Com o intuito de enfrentar os desafios impostos pela singularidade territorial do Amazonas, o deputado estadual e presidente da Assembleia Legislativa (Aleam), Roberto Cidade (UB), apresentou o Projeto de Lei n° 06/2026. A proposta estabelece as diretrizes para a implementação da Política Estadual de Continuidade Educacional em Regiões de Mobilidade Sazonal, visando adaptar o sistema de ensino às áreas de difícil acesso que sofrem com os ciclos de cheia e seca severas, fenômenos que dificultam o deslocamento até as escolas.
Segundo o parlamentar, a iniciativa busca minimizar os impactos desses eventos climáticos cada vez mais comuns na vida de alunos e educadores, antecipando medidas que evitem danos ao calendário escolar e adequando as políticas públicas à realidade amazônica. Além de assegurar o direito fundamental à educação em contextos de deslocamento temporário, a proposta foca na redução da evasão e da repetência escolar ligadas à mobilidade sazonal, promovendo práticas educacionais adaptadas ao território e fortalecendo a integração entre o Estado, os municípios e as comunidades locais.
As diretrizes da proposta incluem o estímulo à articulação intermunicipal para facilitar o aproveitamento de estudos e a transferência temporária de alunos, além do reconhecimento de calendários escolares adaptados aos ciclos naturais e climáticos das comunidades. O projeto também prevê a utilização de polos educacionais fluviais ou itinerantes, a valorização de práticas pedagógicas contextualizadas à realidade local e o uso de tecnologias adequadas para áreas de baixa conectividade, garantindo que o ensino presencial não seja prejudicado.
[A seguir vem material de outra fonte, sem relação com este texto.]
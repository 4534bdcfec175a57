// domainguard-core/src/registry.rs
//! A simple name-to-validator mapping for host integration.
//!
//! The host pipeline builds one registry at process start, registers each
//! validator under a stable identifier, and looks implementations up by name
//! when a validation step runs. The registry itself is plain data; it holds
//! no policy and performs no scanning.

use std::collections::HashMap;
use std::sync::Arc;

use anyhow::Result;
use log::debug;

use crate::config::DomainConfig;
use crate::engine::Validator;
use crate::errors::DomainGuardError;
use crate::scanner::DomainScanner;

/// Maps validator identifiers to implementations.
#[derive(Default)]
pub struct ValidatorRegistry {
    validators: HashMap<String, Arc<dyn Validator>>,
}

impl ValidatorRegistry {
    pub fn new() -> Self {
        Self::default()
    }

    /// Builds a registry with the built-in `internal_domains` validator
    /// configured from the given domain list.
    pub fn with_internal_domains(config: DomainConfig) -> Result<Self> {
        let mut registry = Self::new();
        registry.register(Arc::new(DomainScanner::new(config)?));
        Ok(registry)
    }

    /// Registers a validator under its own name, replacing any previous
    /// registration for that name.
    pub fn register(&mut self, validator: Arc<dyn Validator>) {
        debug!("Registering validator '{}'", validator.name());
        self.validators.insert(validator.name().to_string(), validator);
    }

    /// Looks up a validator by its registered name.
    pub fn get(&self, name: &str) -> Result<Arc<dyn Validator>, DomainGuardError> {
        self.validators
            .get(name)
            .cloned()
            .ok_or_else(|| DomainGuardError::UnknownValidator(name.to_string()))
    }

    /// Registered names, sorted for stable display.
    pub fn names(&self) -> Vec<&str> {
        let mut names: Vec<&str> = self.validators.keys().map(String::as_str).collect();
        names.sort_unstable();
        names
    }
}
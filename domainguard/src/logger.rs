// domainguard/src/logger.rs
//! Logger initialization for the CLI.
//!
//! An explicit level from `--quiet`/`--debug` overrides `RUST_LOG`; otherwise
//! the environment decides, defaulting to warnings only.

use env_logger::{Builder, Env};
use log::LevelFilter;

pub fn init_logger(override_level: Option<LevelFilter>) {
    let mut builder = Builder::from_env(Env::default().default_filter_or("warn"));
    if let Some(level) = override_level {
        builder.filter_level(level);
    }
    // Tests may initialize the logger more than once.
    let _ = builder.format_timestamp(None).try_init();
}
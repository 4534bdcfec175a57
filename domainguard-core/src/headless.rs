// domainguard-core/src/headless.rs

//! `headless.rs`
//! Convenience wrappers for one-shot, non-interactive use of the scanner.
//! Each call builds (or fetches from the compile cache) a scanner for the
//! given domain list and runs a single scan.

use anyhow::Result;

use crate::config::DomainConfig;
use crate::report::ScanOutcome;
use crate::scanner::DomainScanner;

/// Scans `text` against `domains` in a single call.
///
/// This is the primary entry point for callers that do not keep a scanner
/// around between calls.
pub fn scan_string(domains: Vec<String>, text: &str) -> Result<ScanOutcome> {
    let config = DomainConfig::new(domains)?;
    let scanner = DomainScanner::new(config)?;
    Ok(scanner.scan(text))
}

/// Returns a redacted copy of `text`, or the original text unchanged when the
/// scan passes.
pub fn redact_string(domains: Vec<String>, text: &str) -> Result<String> {
    match scan_string(domains, text)? {
        ScanOutcome::Pass => Ok(text.to_string()),
        ScanOutcome::Fail(failure) => Ok(failure.fix_value),
    }
}

#[cfg(test)]
mod tests {
    use super::*;

    #[test]
    fn test_scan_string_pass() -> Result<()> {
        let outcome = scan_string(
            vec!["internal.company.com".to_string()],
            "This is a string with no domains except a reference to https://www.example.com",
        )?;
        assert!(outcome.is_pass());
        Ok(())
    }

    #[test]
    fn test_redact_string_replaces_mention() -> Result<()> {
        let redacted = redact_string(
            vec!["internal.example.com".to_string()],
            "wiki: internal.example.com/welcome-guide",
        )?;
        assert_eq!(redacted, "wiki: **********************************");
        Ok(())
    }

    #[test]
    fn test_redact_string_passes_through_clean_text() -> Result<()> {
        let text = "no internal references here";
        let redacted = redact_string(vec!["internal.example.com".to_string()], text)?;
        assert_eq!(redacted, text);
        Ok(())
    }
}
// domainguard-core/src/engine.rs
//! Defines the core `Validator` trait and the on-fail policy.
//!
//! The `Validator` trait is the fixed scan interface a host validation
//! pipeline programs against. It decouples the pipeline from the concrete
//! scanner implementation, so validators can be registered and looked up by
//! name (see [`crate::registry`]) and invoked interchangeably.
//!
//! License: MIT OR APACHE 2.0

use std::borrow::Cow;

use anyhow::Result;

use crate::errors::DomainGuardError;
use crate::report::ScanOutcome;
use crate::scanner::DomainScanner;

/// A named validation operation over a string value.
///
/// Implementations must be pure with respect to `validate`: no shared mutable
/// state between calls, so one instance may serve concurrent callers.
pub trait Validator: Send + Sync + std::fmt::Debug {
    /// The identifier this validator is registered under.
    fn name(&self) -> &str;

    /// Scans `value` and reports a pass/fail outcome.
    ///
    /// Errors are reserved for configuration or internal failures; finding
    /// flagged content is a `ScanOutcome::Fail`, not an `Err`.
    fn validate(&self, value: &str) -> Result<ScanOutcome>;
}

impl Validator for DomainScanner {
    fn name(&self) -> &str {
        "internal_domains"
    }

    fn validate(&self, value: &str) -> Result<ScanOutcome> {
        Ok(self.scan(value))
    }
}

/// What a caller does with a failed scan.
///
/// Supplied explicitly by the caller, never read from ambient global state.
#[derive(Debug, Clone, Copy, PartialEq, Eq, Default)]
pub enum OnFail {
    /// Keep the original value and let the caller inspect the outcome.
    #[default]
    Noop,
    /// Substitute the redacted `fix_value` for the original value.
    Fix,
    /// Turn the failure into an error carrying the scan's message.
    Raise,
}

/// Applies an on-fail policy to a scan outcome.
///
/// Returns the text the caller should continue with: the original on pass (or
/// `Noop`), the redacted copy for `Fix`, or an error for `Raise`.
pub fn apply_on_fail<'a>(
    outcome: &'a ScanOutcome,
    original: &'a str,
    policy: OnFail,
) -> Result<Cow<'a, str>, DomainGuardError> {
    match outcome.failure() {
        None => Ok(Cow::Borrowed(original)),
        Some(failure) => match policy {
            OnFail::Noop => Ok(Cow::Borrowed(original)),
            OnFail::Fix => Ok(Cow::Borrowed(failure.fix_value.as_str())),
            OnFail::Raise => Err(DomainGuardError::ValidationFailed(
                failure.error_message.clone(),
            )),
        },
    }
}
Além das adaptações pedagógicas, o deputado Roberto Cidade propõe que a distribuição da merenda escolar seja mantida em períodos críticos, transformando em lei as estratégias de sucesso utilizadas em 2024. Naquela ocasião, os programas "Aula em Casa" e "Merenda em Casa" garantiram que alimentos e materiais didáticos chegassem diretamente às residências dos estudantes afetados pela estiagem severa, modelo que o novo Projeto de Lei pretende tornar obrigatório para proteger o aluno da zona rural.
Conforme estabelecido no Artigo 5º do projeto, sempre que houver suspensão ou adaptação das aulas presenciais, as ações de alimentação e ensino devem ocorrer de forma articulada. Essa integração visa preservar o vínculo do estudante com a escola e garantir a continuidade do processo de aprendizado, seja em regime remoto, híbrido ou alternativo, permitindo ainda o acompanhamento constante da frequência e da participação dos alunos mesmo durante períodos de excepcionalidade climática.